*** ENTRIES SHOWN

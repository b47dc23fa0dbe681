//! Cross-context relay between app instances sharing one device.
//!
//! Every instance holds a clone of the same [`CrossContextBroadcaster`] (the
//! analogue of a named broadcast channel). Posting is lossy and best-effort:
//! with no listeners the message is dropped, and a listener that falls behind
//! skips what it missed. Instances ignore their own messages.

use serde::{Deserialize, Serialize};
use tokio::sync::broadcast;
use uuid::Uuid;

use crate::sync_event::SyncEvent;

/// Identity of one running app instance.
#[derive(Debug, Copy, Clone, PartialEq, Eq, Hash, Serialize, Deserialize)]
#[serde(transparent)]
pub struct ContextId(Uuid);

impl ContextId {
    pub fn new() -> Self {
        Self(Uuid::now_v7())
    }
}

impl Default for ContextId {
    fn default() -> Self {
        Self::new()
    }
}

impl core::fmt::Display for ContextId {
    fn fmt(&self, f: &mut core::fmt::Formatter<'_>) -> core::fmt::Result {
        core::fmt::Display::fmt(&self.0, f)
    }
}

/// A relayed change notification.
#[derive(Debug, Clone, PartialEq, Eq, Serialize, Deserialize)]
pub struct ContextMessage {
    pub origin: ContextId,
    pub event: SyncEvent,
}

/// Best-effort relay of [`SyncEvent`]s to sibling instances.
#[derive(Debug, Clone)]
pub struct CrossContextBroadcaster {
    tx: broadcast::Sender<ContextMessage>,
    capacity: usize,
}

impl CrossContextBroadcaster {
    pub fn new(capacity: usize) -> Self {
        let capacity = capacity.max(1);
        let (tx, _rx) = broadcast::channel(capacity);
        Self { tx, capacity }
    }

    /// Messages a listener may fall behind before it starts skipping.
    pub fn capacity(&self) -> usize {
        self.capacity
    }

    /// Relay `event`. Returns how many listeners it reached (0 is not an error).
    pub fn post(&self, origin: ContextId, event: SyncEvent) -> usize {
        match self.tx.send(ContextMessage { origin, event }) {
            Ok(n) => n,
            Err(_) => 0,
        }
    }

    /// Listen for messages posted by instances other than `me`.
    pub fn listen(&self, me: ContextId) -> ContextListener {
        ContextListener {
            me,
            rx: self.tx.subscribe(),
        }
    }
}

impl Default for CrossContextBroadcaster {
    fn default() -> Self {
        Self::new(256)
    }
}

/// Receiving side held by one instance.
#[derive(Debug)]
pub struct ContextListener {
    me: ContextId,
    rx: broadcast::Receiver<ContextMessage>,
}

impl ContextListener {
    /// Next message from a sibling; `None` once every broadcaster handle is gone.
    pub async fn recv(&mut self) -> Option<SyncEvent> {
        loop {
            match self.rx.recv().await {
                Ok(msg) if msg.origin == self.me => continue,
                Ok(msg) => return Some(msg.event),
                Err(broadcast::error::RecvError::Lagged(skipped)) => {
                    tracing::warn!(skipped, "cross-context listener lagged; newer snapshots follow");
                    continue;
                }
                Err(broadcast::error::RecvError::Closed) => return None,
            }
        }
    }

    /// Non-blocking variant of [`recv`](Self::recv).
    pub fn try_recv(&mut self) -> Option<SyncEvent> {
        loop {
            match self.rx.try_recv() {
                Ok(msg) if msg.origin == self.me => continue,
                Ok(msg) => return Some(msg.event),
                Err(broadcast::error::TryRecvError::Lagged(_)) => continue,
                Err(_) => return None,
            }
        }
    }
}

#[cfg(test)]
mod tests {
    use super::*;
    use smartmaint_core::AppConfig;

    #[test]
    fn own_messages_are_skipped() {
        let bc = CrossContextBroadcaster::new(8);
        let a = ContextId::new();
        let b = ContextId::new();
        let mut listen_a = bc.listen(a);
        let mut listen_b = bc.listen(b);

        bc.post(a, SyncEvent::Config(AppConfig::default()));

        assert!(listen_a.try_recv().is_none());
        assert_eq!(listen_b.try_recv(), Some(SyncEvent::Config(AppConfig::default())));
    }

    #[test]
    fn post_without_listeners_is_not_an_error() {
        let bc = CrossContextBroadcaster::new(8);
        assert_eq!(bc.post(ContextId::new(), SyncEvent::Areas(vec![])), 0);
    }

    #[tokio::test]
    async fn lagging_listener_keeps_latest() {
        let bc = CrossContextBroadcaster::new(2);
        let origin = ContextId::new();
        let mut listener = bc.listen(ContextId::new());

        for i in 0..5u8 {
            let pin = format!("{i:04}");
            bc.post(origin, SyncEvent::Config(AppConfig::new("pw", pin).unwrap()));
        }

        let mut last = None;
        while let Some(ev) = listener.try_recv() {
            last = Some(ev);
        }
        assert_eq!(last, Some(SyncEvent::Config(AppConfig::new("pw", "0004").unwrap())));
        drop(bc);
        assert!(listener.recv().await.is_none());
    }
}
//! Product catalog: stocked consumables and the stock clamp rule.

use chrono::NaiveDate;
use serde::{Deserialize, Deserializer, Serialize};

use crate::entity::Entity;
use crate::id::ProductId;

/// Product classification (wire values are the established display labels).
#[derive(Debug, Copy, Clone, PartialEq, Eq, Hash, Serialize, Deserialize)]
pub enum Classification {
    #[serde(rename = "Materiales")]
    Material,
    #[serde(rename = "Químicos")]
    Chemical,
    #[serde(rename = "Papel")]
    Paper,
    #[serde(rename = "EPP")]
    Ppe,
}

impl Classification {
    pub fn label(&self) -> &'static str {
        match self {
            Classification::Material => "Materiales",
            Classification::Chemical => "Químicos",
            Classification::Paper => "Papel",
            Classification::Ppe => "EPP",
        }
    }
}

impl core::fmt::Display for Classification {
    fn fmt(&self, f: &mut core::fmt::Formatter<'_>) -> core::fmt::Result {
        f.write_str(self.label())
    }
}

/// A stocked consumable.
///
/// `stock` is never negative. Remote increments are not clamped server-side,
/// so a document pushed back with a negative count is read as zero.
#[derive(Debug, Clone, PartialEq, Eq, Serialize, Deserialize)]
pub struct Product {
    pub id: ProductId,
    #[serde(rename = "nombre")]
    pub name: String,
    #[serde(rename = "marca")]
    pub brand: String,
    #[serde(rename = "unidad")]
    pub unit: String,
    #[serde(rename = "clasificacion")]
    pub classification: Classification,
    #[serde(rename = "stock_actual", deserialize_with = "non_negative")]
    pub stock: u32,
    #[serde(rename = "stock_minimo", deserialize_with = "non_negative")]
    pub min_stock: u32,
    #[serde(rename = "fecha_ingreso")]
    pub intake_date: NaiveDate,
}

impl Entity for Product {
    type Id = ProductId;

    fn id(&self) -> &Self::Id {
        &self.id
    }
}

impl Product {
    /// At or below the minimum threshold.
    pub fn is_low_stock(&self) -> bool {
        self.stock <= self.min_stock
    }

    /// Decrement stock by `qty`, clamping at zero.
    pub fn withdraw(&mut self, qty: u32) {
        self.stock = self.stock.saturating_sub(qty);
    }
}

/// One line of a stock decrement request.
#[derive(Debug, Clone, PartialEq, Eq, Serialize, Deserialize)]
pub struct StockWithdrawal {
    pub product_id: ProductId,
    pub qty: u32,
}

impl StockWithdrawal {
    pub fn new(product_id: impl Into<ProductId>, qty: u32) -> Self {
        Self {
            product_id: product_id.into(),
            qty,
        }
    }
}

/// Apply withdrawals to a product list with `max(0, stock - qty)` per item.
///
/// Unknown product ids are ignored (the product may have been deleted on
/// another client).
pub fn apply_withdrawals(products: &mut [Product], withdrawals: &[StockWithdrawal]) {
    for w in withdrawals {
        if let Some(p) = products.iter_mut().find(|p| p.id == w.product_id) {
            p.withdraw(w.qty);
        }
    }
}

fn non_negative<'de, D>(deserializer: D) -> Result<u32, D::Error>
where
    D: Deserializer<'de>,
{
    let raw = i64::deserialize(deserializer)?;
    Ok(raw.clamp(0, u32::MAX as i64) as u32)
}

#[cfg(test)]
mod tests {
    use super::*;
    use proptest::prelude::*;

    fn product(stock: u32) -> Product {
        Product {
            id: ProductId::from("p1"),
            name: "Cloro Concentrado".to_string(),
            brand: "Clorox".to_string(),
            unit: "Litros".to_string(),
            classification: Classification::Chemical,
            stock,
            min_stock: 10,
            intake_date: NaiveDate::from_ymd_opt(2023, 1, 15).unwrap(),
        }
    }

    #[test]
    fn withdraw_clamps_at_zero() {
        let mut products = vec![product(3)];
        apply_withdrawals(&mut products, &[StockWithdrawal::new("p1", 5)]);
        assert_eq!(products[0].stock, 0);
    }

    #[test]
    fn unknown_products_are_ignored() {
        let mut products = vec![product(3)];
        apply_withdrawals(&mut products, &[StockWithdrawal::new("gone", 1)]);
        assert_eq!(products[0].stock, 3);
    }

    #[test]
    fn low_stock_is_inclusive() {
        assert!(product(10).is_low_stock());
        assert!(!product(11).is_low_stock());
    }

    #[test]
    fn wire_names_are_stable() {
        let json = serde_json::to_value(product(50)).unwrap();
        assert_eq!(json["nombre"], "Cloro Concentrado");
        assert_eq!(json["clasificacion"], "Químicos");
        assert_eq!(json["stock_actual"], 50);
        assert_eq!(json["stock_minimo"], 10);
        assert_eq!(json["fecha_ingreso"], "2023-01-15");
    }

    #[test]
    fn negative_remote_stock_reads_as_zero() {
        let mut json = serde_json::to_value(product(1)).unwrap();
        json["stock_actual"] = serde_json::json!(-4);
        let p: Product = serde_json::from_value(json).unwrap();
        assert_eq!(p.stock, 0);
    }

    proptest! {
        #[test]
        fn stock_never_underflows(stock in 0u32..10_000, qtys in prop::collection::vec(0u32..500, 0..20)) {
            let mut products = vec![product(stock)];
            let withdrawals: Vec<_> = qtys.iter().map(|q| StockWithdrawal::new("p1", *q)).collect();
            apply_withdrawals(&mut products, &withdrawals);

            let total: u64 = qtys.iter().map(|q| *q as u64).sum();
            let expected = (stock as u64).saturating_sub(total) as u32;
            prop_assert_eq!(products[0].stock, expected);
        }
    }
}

******

== INSTRUCTIONS FOR THE TASK ==
Go through the records and report each line that contains "Some".

== RESULT OF THE TASK ==
                Ok(msg) => return Some(msg.event),
                Ok(msg) => return Some(msg.event),
        assert_eq!(listen_b.try_recv(), Some(SyncEvent::Config(AppConfig::default())));
        while let Some(ev) = listener.try_recv() {
            last = Some(ev);
        assert_eq!(last, Some(SyncEvent::Config(AppConfig::new("pw", "0004").unwrap())));
        if let Some(p) = products.iter_mut().find(|p| p.id == w.product_id) {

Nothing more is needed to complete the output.